//! PCM frame validation and the fixed-capacity frame ring.
//!
//! The ring is single-producer (the socket reader task), single-consumer (the
//! VAD segmenter). A plain `parking_lot::Mutex<VecDeque<_>>` plus a `Notify`
//! gives a non-blocking-push / awaitable-pop contract, including the
//! drop-oldest-on-overflow behavior a generic SPSC ring (e.g. `ringbuf`)
//! doesn't expose directly.

use parking_lot::Mutex;
use std::collections::VecDeque;
use std::sync::atomic::{AtomicU64, Ordering};
use std::sync::Arc;
use tokio::sync::Notify;

/// 16 kHz mono, 20 ms frames — exactly 320 i16 samples.
pub const FRAME_SAMPLES: usize = 320;

/// Ring capacity: 2 seconds of audio at 20 ms/frame.
pub const RING_CAPACITY_FRAMES: usize = 100;

/// A single 20 ms PCM frame.
#[derive(Debug, Clone)]
pub struct Frame {
    pub samples: [i16; FRAME_SAMPLES],
}

/// Error returned when client audio doesn't conform to the fixed frame size.
#[derive(Debug, thiserror::Error, PartialEq, Eq)]
#[error("audio byte length {0} is not a multiple of {} samples ({} bytes)", FRAME_SAMPLES, FRAME_SAMPLES * 2)]
pub struct FrameSizeError(pub usize);

/// Split a raw little-endian i16 PCM byte buffer into whole 320-sample frames.
///
/// The server accepts only whole multiples of 320 samples and rejects
/// anything else — there's no partial-frame buffering across WebSocket
/// messages.
pub fn frames_from_bytes(data: &[u8]) -> Result<Vec<Frame>, FrameSizeError> {
    if data.len() % 2 != 0 {
        return Err(FrameSizeError(data.len()));
    }
    let sample_count = data.len() / 2;
    if sample_count == 0 || sample_count % FRAME_SAMPLES != 0 {
        return Err(FrameSizeError(data.len()));
    }

    let samples: Vec<i16> = data
        .chunks_exact(2)
        .map(|c| i16::from_le_bytes([c[0], c[1]]))
        .collect();

    Ok(samples
        .chunks_exact(FRAME_SAMPLES)
        .map(|chunk| {
            let mut buf = [0i16; FRAME_SAMPLES];
            buf.copy_from_slice(chunk);
            Frame { samples: buf }
        })
        .collect())
}

/// Convert PCM i16 samples into f32 in `[-1.0, 1.0]`, the format the ASR
/// decoder expects.
pub fn samples_to_f32(samples: &[i16]) -> Vec<f32> {
    samples.iter().map(|&s| s as f32 / 32768.0).collect()
}

struct RingInner {
    queue: Mutex<VecDeque<Frame>>,
    notify: Arc<Notify>,
    dropped: AtomicU64,
    capacity: usize,
}

/// Fixed-capacity SPSC frame ring. Overflow drops the oldest frame and
/// increments `frames_dropped()` — it never blocks the producer and never
/// terminates the session.
pub struct FrameRing {
    inner: Arc<RingInner>,
}

impl FrameRing {
    pub fn new(capacity: usize) -> Self {
        Self {
            inner: Arc::new(RingInner {
                queue: Mutex::new(VecDeque::with_capacity(capacity)),
                notify: Arc::new(Notify::new()),
                dropped: AtomicU64::new(0),
                capacity,
            }),
        }
    }

    /// Non-blocking push. Drops the oldest frame on overflow.
    pub fn push(&self, frame: Frame) {
        let mut queue = self.inner.queue.lock();
        if queue.len() >= self.inner.capacity {
            queue.pop_front();
            self.inner.dropped.fetch_add(1, Ordering::Relaxed);
        }
        queue.push_back(frame);
        drop(queue);
        self.inner.notify.notify_one();
    }

    /// Awaitable pop — suspends the caller until a frame is available.
    pub async fn pop(&self) -> Frame {
        loop {
            if let Some(frame) = self.inner.queue.lock().pop_front() {
                return frame;
            }
            self.inner.notify.notified().await;
        }
    }

    /// Total frames dropped to overflow since creation.
    pub fn frames_dropped(&self) -> u64 {
        self.inner.dropped.load(Ordering::Relaxed)
    }
}

impl Clone for FrameRing {
    fn clone(&self) -> Self {
        Self {
            inner: self.inner.clone(),
        }
    }
}

impl Default for FrameRing {
    fn default() -> Self {
        Self::new(RING_CAPACITY_FRAMES)
    }
}

#[cfg(test)]
mod tests {
    use super::*;

    #[test]
    fn rejects_non_multiple_of_320() {
        let bytes = vec![0u8; 319 * 2];
        assert!(frames_from_bytes(&bytes).is_err());
    }

    #[test]
    fn rejects_odd_byte_count() {
        let bytes = vec![0u8; 641];
        assert!(frames_from_bytes(&bytes).is_err());
    }

    #[test]
    fn accepts_exact_frame() {
        let bytes = vec![0u8; FRAME_SAMPLES * 2];
        let frames = frames_from_bytes(&bytes).unwrap();
        assert_eq!(frames.len(), 1);
    }

    #[test]
    fn accepts_multiple_frames() {
        let bytes = vec![0u8; FRAME_SAMPLES * 2 * 3];
        let frames = frames_from_bytes(&bytes).unwrap();
        assert_eq!(frames.len(), 3);
    }

    #[tokio::test]
    async fn push_pop_roundtrip() {
        let ring = FrameRing::new(4);
        ring.push(Frame {
            samples: [1i16; FRAME_SAMPLES],
        });
        let frame = ring.pop().await;
        assert_eq!(frame.samples[0], 1);
        assert_eq!(ring.frames_dropped(), 0);
    }

    #[test]
    fn overflow_drops_oldest_and_counts() {
        let ring = FrameRing::new(2);
        for i in 0..3i16 {
            ring.push(Frame {
                samples: [i; FRAME_SAMPLES],
            });
        }
        assert_eq!(ring.frames_dropped(), 1);
        let queue = ring.inner.queue.lock();
        assert_eq!(queue.len(), 2);
        // Oldest (i=0) was dropped; i=1 and i=2 remain.
        assert_eq!(queue.front().unwrap().samples[0], 1);
    }
}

WORK INSTRUCTION:
Start at the first line of the data above. Stop after the line containing "use std::collections::VecDeque;", reproducing each line exactly and adding nothing.

EXERCISE RESPONSE:
//! PCM frame validation and the fixed-capacity frame ring.
//!
//! The ring is single-producer (the socket reader task), single-consumer (the
//! VAD segmenter). A plain `parking_lot::Mutex<VecDeque<_>>` plus a `Notify`
//! gives a non-blocking-push / awaitable-pop contract, including the
//! drop-oldest-on-overflow behavior a generic SPSC ring (e.g. `ringbuf`)
//! doesn't expose directly.

use parking_lot::Mutex;
use std::collections::VecDeque;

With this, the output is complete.